_Available data_:
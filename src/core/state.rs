//! Connection identity, lifecycle states and upward notifications

use std::fmt;
use std::ops::{BitOr, BitOrAssign};

use serde::{Deserialize, Serialize};
use uuid::Uuid;

/// Unique identifier of one connection controller instance
#[derive(Debug, Clone, Copy, PartialEq, Eq, Hash, Serialize, Deserialize)]
pub struct ConnectionId(Uuid);

impl ConnectionId {
    pub fn new() -> Self {
        Self(Uuid::new_v4())
    }
}

impl Default for ConnectionId {
    fn default() -> Self {
        Self::new()
    }
}

impl fmt::Display for ConnectionId {
    fn fmt(&self, f: &mut fmt::Formatter<'_>) -> fmt::Result {
        write!(f, "{}", self.0)
    }
}

/// Call direction as seen from the local subscriber
#[derive(Debug, Clone, Copy, PartialEq, Eq, Serialize, Deserialize)]
#[serde(rename_all = "lowercase")]
pub enum CallDirection {
    Incoming,
    Outgoing,
}

/// Call-control lifecycle states
#[derive(Debug, Clone, Copy, PartialEq, Eq, Serialize, Deserialize)]
#[serde(rename_all = "lowercase")]
pub enum ConnectionState {
    New,
    Dialing,
    Ringing,
    Active,
    Holding,
    Disconnected,
}

impl ConnectionState {
    pub fn is_terminal(&self) -> bool {
        matches!(self, ConnectionState::Disconnected)
    }
}

impl fmt::Display for ConnectionState {
    fn fmt(&self, f: &mut fmt::Formatter<'_>) -> fmt::Result {
        let name = match self {
            ConnectionState::New => "NEW",
            ConnectionState::Dialing => "DIALING",
            ConnectionState::Ringing => "RINGING",
            ConnectionState::Active => "ACTIVE",
            ConnectionState::Holding => "HOLDING",
            ConnectionState::Disconnected => "DISCONNECTED",
        };
        f.write_str(name)
    }
}

/// Reason attached to the terminal DISCONNECTED state
#[derive(Debug, Clone, Copy, PartialEq, Eq, Serialize, Deserialize)]
#[serde(rename_all = "snake_case")]
pub enum DisconnectCause {
    /// Remote or network initiated clearing
    Normal,
    /// Cleared locally outside the ringing/waiting flows
    Local,
    /// Waiting call was never answered
    IncomingMissed,
    /// Ringing or waiting call was rejected by the user
    IncomingRejected,
}

impl DisconnectCause {
    pub fn description(&self) -> &'static str {
        match self {
            DisconnectCause::Normal => "normal clearing",
            DisconnectCause::Local => "local disconnect",
            DisconnectCause::IncomingMissed => "incoming call missed",
            DisconnectCause::IncomingRejected => "incoming call rejected",
        }
    }
}

impl fmt::Display for DisconnectCause {
    fn fmt(&self, f: &mut fmt::Formatter<'_>) -> fmt::Result {
        f.write_str(self.description())
    }
}

/// Call capability bit set reported to the call-control layer
#[derive(Debug, Clone, Copy, PartialEq, Eq, Default, Serialize, Deserialize)]
pub struct Capabilities(u32);

impl Capabilities {
    pub const SUPPORT_HOLD: Self = Self(1 << 1);
    pub const MERGE_CONFERENCE: Self = Self(1 << 2);
    pub const MUTE: Self = Self(1 << 6);

    pub fn bits(self) -> u32 {
        self.0
    }

    pub fn contains(self, other: Self) -> bool {
        self.0 & other.0 == other.0
    }
}

impl BitOr for Capabilities {
    type Output = Self;

    fn bitor(self, rhs: Self) -> Self {
        Self(self.0 | rhs.0)
    }
}

impl BitOrAssign for Capabilities {
    fn bitor_assign(&mut self, rhs: Self) {
        self.0 |= rhs.0;
    }
}

/// Notifications delivered upward to the call-control layer
#[derive(Debug, Clone, PartialEq, Eq)]
pub enum CallControlEvent {
    StateChanged {
        connection_id: ConnectionId,
        state: ConnectionState,
    },
    Disconnected {
        connection_id: ConnectionId,
        cause: DisconnectCause,
    },
    Closed {
        connection_id: ConnectionId,
    },
}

_Task brief_:
Filter the entries above and keep only the lines with the word "DisconnectCause".

_Solution to the problem_:
pub enum DisconnectCause {
impl DisconnectCause {
            DisconnectCause::Normal => "normal clearing",
            DisconnectCause::Local => "local disconnect",
            DisconnectCause::IncomingMissed => "incoming call missed",
            DisconnectCause::IncomingRejected => "incoming call rejected",
impl fmt::Display for DisconnectCause {
        cause: DisconnectCause,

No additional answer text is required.